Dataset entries

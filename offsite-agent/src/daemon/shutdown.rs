//! Graceful shutdown handling for SIGTERM and SIGINT.
//!
//! A signal cancels the sync session's token; the engine notices it between
//! files, so the file being hashed or uploaded is finished first.

use tokio::signal;
use tokio_util::sync::CancellationToken;
use tracing::{info, warn};

/// Shutdown coordinator
pub struct ShutdownCoordinator {
    token: CancellationToken,
}

impl ShutdownCoordinator {
    /// Create a new shutdown coordinator
    pub fn new() -> Self {
        Self {
            token: CancellationToken::new(),
        }
    }

    /// Token cancelled once a shutdown signal arrives
    pub fn token(&self) -> CancellationToken {
        self.token.clone()
    }

    /// Wait for shutdown signal (SIGTERM or SIGINT), then cancel the token
    pub async fn wait_for_signal(&self) {
        let ctrl_c = async {
            if let Err(e) = signal::ctrl_c().await {
                warn!("Failed to install Ctrl+C handler: {}", e);
                std::future::pending::<()>().await;
            }
        };

        #[cfg(unix)]
        let terminate = async {
            match signal::unix::signal(signal::unix::SignalKind::terminate()) {
                Ok(mut sigterm) => {
                    sigterm.recv().await;
                }
                Err(e) => {
                    warn!("Failed to install SIGTERM handler: {}", e);
                    std::future::pending::<()>().await;
                }
            }
        };

        #[cfg(not(unix))]
        let terminate = std::future::pending::<()>();

        tokio::select! {
            _ = ctrl_c => {
                info!("Received SIGINT (Ctrl+C), finishing current file before stopping...");
            }
            _ = terminate => {
                info!("Received SIGTERM, finishing current file before stopping...");
            }
            _ = self.token.cancelled() => return,
        }

        self.token.cancel();
    }

    /// Spawn the signal listener in the background
    pub fn listen(self) -> CancellationToken {
        let token = self.token();
        tokio::spawn(async move {
            self.wait_for_signal().await;
        });
        token
    }
}

impl Default for ShutdownCoordinator {
    fn default() -> Self {
        Self::new()
    }
}

#[cfg(test)]
mod tests {
    use super::*;

    #[tokio::test]
    async fn test_wait_returns_when_cancelled_elsewhere() {
        let coordinator = ShutdownCoordinator::new();
        let token = coordinator.token();

        let handle = tokio::spawn(async move {
            coordinator.wait_for_signal().await;
        });

        token.cancel();

        // Task should complete
        handle.await.unwrap();
        assert!(token.is_cancelled());
    }
}
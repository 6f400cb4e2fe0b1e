pub mod object_version;
//! Filesystem access for backup folders.

pub mod walker;

pub use walker::{LocalFile, WalkEntry};
//! In-process store used to exercise the sync engine without a server.
//!
//! Counts every call and can be told to fail listings or uploads.

use super::{RemoteStore, RemoteVersion};
use crate::hash::ContentDigest;
use crate::mapper::RemoteKey;
use crate::utils::errors::{Result, SyncError};
use async_trait::async_trait;
use futures_util::stream::{self, BoxStream, StreamExt};
use std::collections::{BTreeMap, HashSet};
use std::sync::Mutex;

#[derive(Default)]
struct Inner {
    objects: BTreeMap<RemoteKey, Vec<RemoteVersion>>,
    next_id: u64,
    used_bytes: u64,
    list_calls: usize,
    upload_calls: usize,
    unavailable_keys: HashSet<RemoteKey>,
    uploads_unavailable: bool,
}

/// Versioned bucket held in memory
#[derive(Default)]
pub struct MemoryStore {
    inner: Mutex<Inner>,
    quota_bytes: Option<u64>,
}

impl MemoryStore {
    pub fn new() -> Self {
        Self::default()
    }

    /// Reject uploads that would push the bucket over `bytes`
    pub fn with_quota(bytes: u64) -> Self {
        Self {
            inner: Mutex::default(),
            quota_bytes: Some(bytes),
        }
    }

    /// Store a version directly, bypassing call counters
    pub fn seed(&self, key: &RemoteKey, content: &[u8]) -> RemoteVersion {
        let mut inner = self.lock();
        Self::insert(&mut inner, key, content)
    }

    /// Make `list_versions` fail for `key`
    pub fn fail_listing_for(&self, key: &RemoteKey) {
        self.lock().unavailable_keys.insert(key.clone());
    }

    /// Make every upload fail with `StoreUnavailable`
    pub fn fail_uploads(&self, fail: bool) {
        self.lock().uploads_unavailable = fail;
    }

    pub fn list_calls(&self) -> usize {
        self.lock().list_calls
    }

    pub fn upload_calls(&self) -> usize {
        self.lock().upload_calls
    }

    /// Versions of `key`, newest first
    pub fn versions(&self, key: &RemoteKey) -> Vec<RemoteVersion> {
        self.lock().objects.get(key).cloned().unwrap_or_default()
    }

    pub fn keys(&self) -> Vec<RemoteKey> {
        self.lock().objects.keys().cloned().collect()
    }

    fn lock(&self) -> std::sync::MutexGuard<'_, Inner> {
        // A poisoned lock only means a test panicked mid-call; the data is still usable
        self.inner.lock().unwrap_or_else(|e| e.into_inner())
    }

    fn insert(inner: &mut Inner, key: &RemoteKey, content: &[u8]) -> RemoteVersion {
        inner.next_id += 1;
        inner.used_bytes += content.len() as u64;

        let version = RemoteVersion {
            id: format!("mem-{}", inner.next_id),
            key: key.clone(),
            digest: ContentDigest::of_bytes(content),
            size: content.len() as u64,
            uploaded_at: chrono::Utc::now(),
        };

        inner
            .objects
            .entry(key.clone())
            .or_default()
            .insert(0, version.clone());

        version
    }
}

#[async_trait]
impl RemoteStore for MemoryStore {
    async fn list_versions(&self, key: &RemoteKey) -> Result<Vec<RemoteVersion>> {
        let mut inner = self.lock();
        inner.list_calls += 1;

        if inner.unavailable_keys.contains(key) {
            return Err(SyncError::StoreUnavailable(format!("listing {} failed", key)));
        }

        Ok(inner.objects.get(key).cloned().unwrap_or_default())
    }

    async fn upload(&self, key: &RemoteKey, content: Vec<u8>) -> Result<RemoteVersion> {
        let mut inner = self.lock();
        inner.upload_calls += 1;

        if inner.uploads_unavailable {
            return Err(SyncError::StoreUnavailable(format!("upload of {} failed", key)));
        }

        if let Some(quota) = self.quota_bytes {
            if inner.used_bytes + content.len() as u64 > quota {
                return Err(SyncError::QuotaExceeded(format!(
                    "bucket quota of {} bytes reached",
                    quota
                )));
            }
        }

        Ok(Self::insert(&mut inner, key, &content))
    }

    fn list_all(&self) -> BoxStream<'_, Result<RemoteVersion>> {
        let latest: Vec<Result<RemoteVersion>> = self
            .lock()
            .objects
            .values()
            .filter_map(|versions| versions.first().cloned())
            .map(Ok)
            .collect();

        stream::iter(latest).boxed()
    }
}
use crate::auth::{authorize, resolve_bucket};
use crate::blobs::{self, DecodeError};
use crate::error::AppError;
use crate::models::object_version::{self, CreateVersionData, ObjectVersion};
use crate::state::AppState;
use axum::body::to_bytes;
use axum::extract::{Path, Query, Request, State};
use axum::http::HeaderMap;
use axum::routing::get;
use axum::{Json, Router};
use serde::{Deserialize, Serialize};
use std::sync::Arc;

pub fn router() -> Router<Arc<AppState>> {
    Router::new()
        .route("/{bucket}", get(get_bucket))
        .route("/{bucket}/versions", get(list_versions))
        .route("/{bucket}/objects", get(list_objects).post(upload_object))
}

#[derive(Serialize)]
pub struct BucketInfo {
    pub name: String,
    pub objects: i64,
    pub total_bytes: i64,
}

#[derive(Deserialize)]
pub struct KeyQuery {
    pub key: Option<String>,
}

impl KeyQuery {
    fn required(self) -> Result<String, AppError> {
        self.key
            .filter(|k| !k.is_empty())
            .ok_or_else(|| AppError::BadRequest("Missing key query parameter".into()))
    }
}

async fn get_bucket(
    State(state): State<Arc<AppState>>,
    Path(bucket): Path<String>,
    headers: HeaderMap,
) -> Result<Json<BucketInfo>, AppError> {
    authorize(&headers, &state.config)?;
    resolve_bucket(&bucket, &state.config)?;

    let db = state.db.clone();
    let name = bucket.clone();
    let usage = tokio::task::spawn_blocking(move || {
        let conn = db.get()?;
        object_version::bucket_usage(&conn, &name)
    })
    .await
    .map_err(|e| anyhow::anyhow!(e))??;

    Ok(Json(BucketInfo {
        name: bucket,
        objects: usage.objects,
        total_bytes: usage.total_bytes,
    }))
}

async fn list_versions(
    State(state): State<Arc<AppState>>,
    Path(bucket): Path<String>,
    Query(query): Query<KeyQuery>,
    headers: HeaderMap,
) -> Result<Json<Vec<ObjectVersion>>, AppError> {
    authorize(&headers, &state.config)?;
    resolve_bucket(&bucket, &state.config)?;
    let key = query.required()?;

    let db = state.db.clone();
    let versions = tokio::task::spawn_blocking(move || {
        let conn = db.get()?;
        object_version::find_by_key(&conn, &bucket, &key)
    })
    .await
    .map_err(|e| anyhow::anyhow!(e))??;
    Ok(Json(versions))
}

async fn list_objects(
    State(state): State<Arc<AppState>>,
    Path(bucket): Path<String>,
    headers: HeaderMap,
) -> Result<Json<Vec<ObjectVersion>>, AppError> {
    authorize(&headers, &state.config)?;
    resolve_bucket(&bucket, &state.config)?;

    let db = state.db.clone();
    let versions = tokio::task::spawn_blocking(move || {
        let conn = db.get()?;
        object_version::find_latest_per_key(&conn, &bucket)
    })
    .await
    .map_err(|e| anyhow::anyhow!(e))??;
    Ok(Json(versions))
}

async fn upload_object(
    State(state): State<Arc<AppState>>,
    Path(bucket): Path<String>,
    Query(query): Query<KeyQuery>,
    headers: HeaderMap,
    request: Request,
) -> Result<Json<ObjectVersion>, AppError> {
    authorize(&headers, &state.config)?;
    resolve_bucket(&bucket, &state.config)?;
    let key = query.required()?;

    let content_encoding = headers
        .get("content-encoding")
        .and_then(|v| v.to_str().ok())
        .map(|s| s.to_string());

    tracing::debug!(bucket = %bucket, key = %key, "Receiving object upload");

    let limit = state.config.max_upload_bytes;
    let body = to_bytes(request.into_body(), limit)
        .await
        .map_err(|e| body_error(e, limit))?;

    let content = blobs::decode_body(content_encoding.as_deref(), Vec::from(body), limit)
        .await
        .map_err(|e| match e {
            DecodeError::TooLarge(limit) => {
                AppError::PayloadTooLarge(format!("Decoded upload exceeds {} bytes", limit))
            }
            DecodeError::Internal(e) => AppError::Internal(e),
            other => AppError::BadRequest(format!("Invalid body: {}", other)),
        })?;

    let version_id = object_version::new_version_id();
    let blob = blobs::write_blob(&state.config.blobs_dir, &bucket, &version_id, content).await?;

    let data = CreateVersionData {
        id: version_id,
        bucket: bucket.clone(),
        key: key.clone(),
        sha1: blob.sha1.clone(),
        size: blob.size as i64,
        blob_path: blob.path.to_string_lossy().to_string(),
    };

    let db = state.db.clone();
    let max_bucket_bytes = state.config.max_bucket_bytes;
    let created = tokio::task::spawn_blocking(move || {
        let mut conn = db.get()?;
        object_version::create_within_quota(&mut conn, &data, max_bucket_bytes)
    })
    .await
    .map_err(|e| anyhow::anyhow!(e));

    match created {
        Ok(Ok(Some(version))) => {
            tracing::info!(bucket = %bucket, key = %key, sha1 = %version.sha1, size = version.size, "Stored new version");
            Ok(Json(version))
        }
        Ok(Ok(None)) => {
            blobs::remove_blob(&blob.path).await;
            Err(AppError::InsufficientStorage(format!(
                "Bucket {} would exceed its quota",
                bucket
            )))
        }
        Ok(Err(e)) | Err(e) => {
            blobs::remove_blob(&blob.path).await;
            Err(e.into())
        }
    }
}

/// `to_bytes` reports an over-long body through its error source chain
fn body_error(err: axum::Error, limit: usize) -> AppError {
    let too_large = std::error::Error::source(&err)
        .is_some_and(|source| source.is::<http_body_util::LengthLimitError>());
    if too_large {
        AppError::PayloadTooLarge(format!("Upload exceeds {} bytes", limit))
    } else {
        AppError::BadRequest(format!("Read error: {}", err))
    }
}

- About this exercise -
Please restate only the opening stretch of the records above: every line from the first through the one containing "if let Err(e)", exactly as written.

- Task result -
filename offsite-agent/src/daemon/shutdown.rs
//! Graceful shutdown handling for SIGTERM and SIGINT.
//!
//! A signal cancels the sync session's token; the engine notices it between
//! files, so the file being hashed or uploaded is finished first.

use tokio::signal;
use tokio_util::sync::CancellationToken;
use tracing::{info, warn};

/// Shutdown coordinator
pub struct ShutdownCoordinator {
    token: CancellationToken,
}

impl ShutdownCoordinator {
    /// Create a new shutdown coordinator
    pub fn new() -> Self {
        Self {
            token: CancellationToken::new(),
        }
    }

    /// Token cancelled once a shutdown signal arrives
    pub fn token(&self) -> CancellationToken {
        self.token.clone()
    }

    /// Wait for shutdown signal (SIGTERM or SIGINT), then cancel the token
    pub async fn wait_for_signal(&self) {
        let ctrl_c = async {
            if let Err(e) = signal::ctrl_c().await {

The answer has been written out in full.